Hartley has a successful history of supporting sustainability, along with social and economic justice, through business. “My life’s purpose is building companies that have people and planet values baked in,” he says, “and helping people change the world with their checkbooks.” Hartley founded Green Mountain Energy in 1994, and sold it to British Petroleum several years later. He was the Chief Innovation and Chief Strategy Officer for Keurig for close to a decade.

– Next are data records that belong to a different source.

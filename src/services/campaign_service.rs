//! services/campaign_service.rs
//! Pipeline de envío de campañas:
//! validar -> resolver contenido y destinatarios -> enviar uno por uno
//! (registrando cada resultado) -> persistir la campaña.

use std::sync::Arc;

use chrono::Utc;
use futures_util::future::try_join;
use uuid::Uuid;

use crate::{
    errors::{ServiceError, ServiceResult},
    models::{
        campaign_model::{Campaign, CreateCampaignRequest},
        contact_model::Contact,
        mail_model::MailMessage,
        sent_email_model::{EmailStatus, SentEmail},
        template_model::TemplateContent,
    },
    providers::MailSender,
    repositories::{
        CampaignRepository, ContactRepository, SegmentRepository, SentEmailRepository,
        TemplateContentRepository,
    },
    services::{
        content_resolver::ContentResolver, delivery_recorder::DeliveryRecorder,
        recipient_resolver::RecipientResolver,
    },
};

/// Resultado de un envío: la campaña persistida y el conteo por estado
#[derive(Debug, Clone)]
pub struct CampaignSendOutcome {
    pub campaign: Campaign,
    pub sent: usize,
    pub failed: usize,
}

#[derive(Clone)]
pub struct CampaignService {
    mail_sender: Arc<dyn MailSender>,
    mail_from: String,
    content_resolver: ContentResolver,
    recipient_resolver: RecipientResolver,
    delivery_recorder: DeliveryRecorder,
    campaigns: Arc<dyn CampaignRepository>,
}

impl CampaignService {
    pub fn new(
        mail_sender: Arc<dyn MailSender>,
        mail_from: impl Into<String>,
        template_contents: Arc<dyn TemplateContentRepository>,
        contacts: Arc<dyn ContactRepository>,
        segments: Arc<dyn SegmentRepository>,
        campaigns: Arc<dyn CampaignRepository>,
        sent_emails: Arc<dyn SentEmailRepository>,
    ) -> Self {
        Self {
            mail_sender,
            mail_from: mail_from.into(),
            content_resolver: ContentResolver::new(template_contents),
            recipient_resolver: RecipientResolver::new(contacts, segments),
            delivery_recorder: DeliveryRecorder::new(sent_emails),
            campaigns,
        }
    }

    /// Envía la campaña. Sólo los errores de validación o resolución llegan al
    /// caller; los fallos de transporte quedan en los registros FAILED.
    pub async fn send(&self, req: CreateCampaignRequest) -> ServiceResult<CampaignSendOutcome> {
        let template_id = Self::validate(&req)?;

        let (content, recipients) = try_join(
            self.content_resolver.resolve(template_id),
            self.recipient_resolver.resolve(&req.send_to),
        )
        .await?;

        let campaign_id = Uuid::new_v4().to_string();
        log::info!(
            "(send) Campaña '{}' id={} template={} -> {} destinatarios",
            req.name,
            campaign_id,
            template_id,
            recipients.contacts.len()
        );

        let (mut sent, mut failed) = (0, 0);
        for contact in &recipients.contacts {
            let record = self.dispatch(&campaign_id, &content, contact).await?;
            debug_assert!(record.status.is_terminal());
            match record.status {
                EmailStatus::Sent => sent += 1,
                _ => failed += 1,
            }
        }

        let campaign = Campaign {
            id: campaign_id,
            name: req.name,
            template_id,
            contacts: recipients.contacts,
            segments: recipients.segments,
            created_at: Utc::now(),
        };
        let campaign = self.campaigns.save(&campaign).await?;

        log::info!(
            "(send) Campaña id={} finalizada: sent={} failed={}",
            campaign.id,
            sent,
            failed
        );

        Ok(CampaignSendOutcome {
            campaign,
            sent,
            failed,
        })
    }

    pub async fn get(&self, id: &str) -> ServiceResult<Campaign> {
        self.campaigns
            .find_by_id(id)
            .await?
            .ok_or_else(|| ServiceError::not_found("Campaign", "id", id))
    }

    pub async fn list(&self) -> ServiceResult<Vec<Campaign>> {
        Ok(self.campaigns.find_all().await?)
    }

    /// Registros de entrega de una campaña existente
    pub async fn sent_emails(&self, id: &str) -> ServiceResult<Vec<SentEmail>> {
        let campaign = self.get(id).await?;
        self.delivery_recorder.list_for_campaign(&campaign.id).await
    }

    fn validate(req: &CreateCampaignRequest) -> ServiceResult<i64> {
        let template_id = req
            .template_id
            .ok_or_else(|| ServiceError::Validation("templateId is required".to_string()))?;
        if req.send_to.is_empty() {
            return Err(ServiceError::Validation(
                "sendTo must name at least one contact or segment".to_string(),
            ));
        }
        Ok(template_id)
    }

    fn render(&self, content: &TemplateContent, contact: &Contact) -> MailMessage {
        MailMessage {
            from: self.mail_from.clone(),
            to: contact.email.clone(),
            subject: content.about.clone(),
            content: content.content.clone(),
        }
    }

    /// PENDING -> send -> SENT/FAILED para un destinatario.
    /// Un error del sender nunca se propaga.
    async fn dispatch(
        &self,
        campaign_id: &str,
        content: &TemplateContent,
        contact: &Contact,
    ) -> ServiceResult<SentEmail> {
        let message = self.render(content, contact);
        let record = self.delivery_recorder.open(campaign_id, contact).await?;

        let result = self.mail_sender.send(&message).await;
        if let Err(e) = &result {
            log::warn!(
                "(dispatch) Fallo al enviar a contact_id={} ({}): {}",
                contact.id,
                contact.email,
                e
            );
        }

        self.delivery_recorder.close(record, result.as_ref().map(|_| ())).await
    }
}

According to Hartley, most coffee farms are not the kind of John Deere operations we are used to when we think of farming in the Midwest. Coffee grows best in 3,500-plus feet of elevation above the equator, where farmers live in modest homes on the sides of mountains. Pre-Covid, Hartley would visit Cambio’s coffee-farming regions two to four times per year. “The blends are all specific to the regions where they’re grown,” he says. For Cambio, that includes Sumatra, Nicaragua, Colombia.
Food insecurity in those coffee-farming communities is rampant. That’s why Cambio gives 20 percent of its profits back to the nonprofit Food 4 Farmers, which goes to feed the coffee farmers over the six-month period when there is no harvest and helps them build gardens so that they can feed themselves. Philanthropically speaking, the company’s goals are ambitious: “If we hit our targets, 10,000 farming families would no longer have food insecurity issues,” says Hartley.
Cambio offers several free programs that reward customers, too. After a minimum purchase, The December’s on Us program averages the number of coffee pods ordered from January through November and sends that amount to customers as a gift in December. With the Personal Pantry auto-renew, customers are rewarded for their loyalty with 10 percent off each order. And if you Refer a Friend, your friend gets 20 percent off after his or her first purchase, and you get a free carton.
“ ‘Cambio’ is Spanish for change,” says Hartley, “and we are going to change the K-cup aisle, one cup at a time,” he says.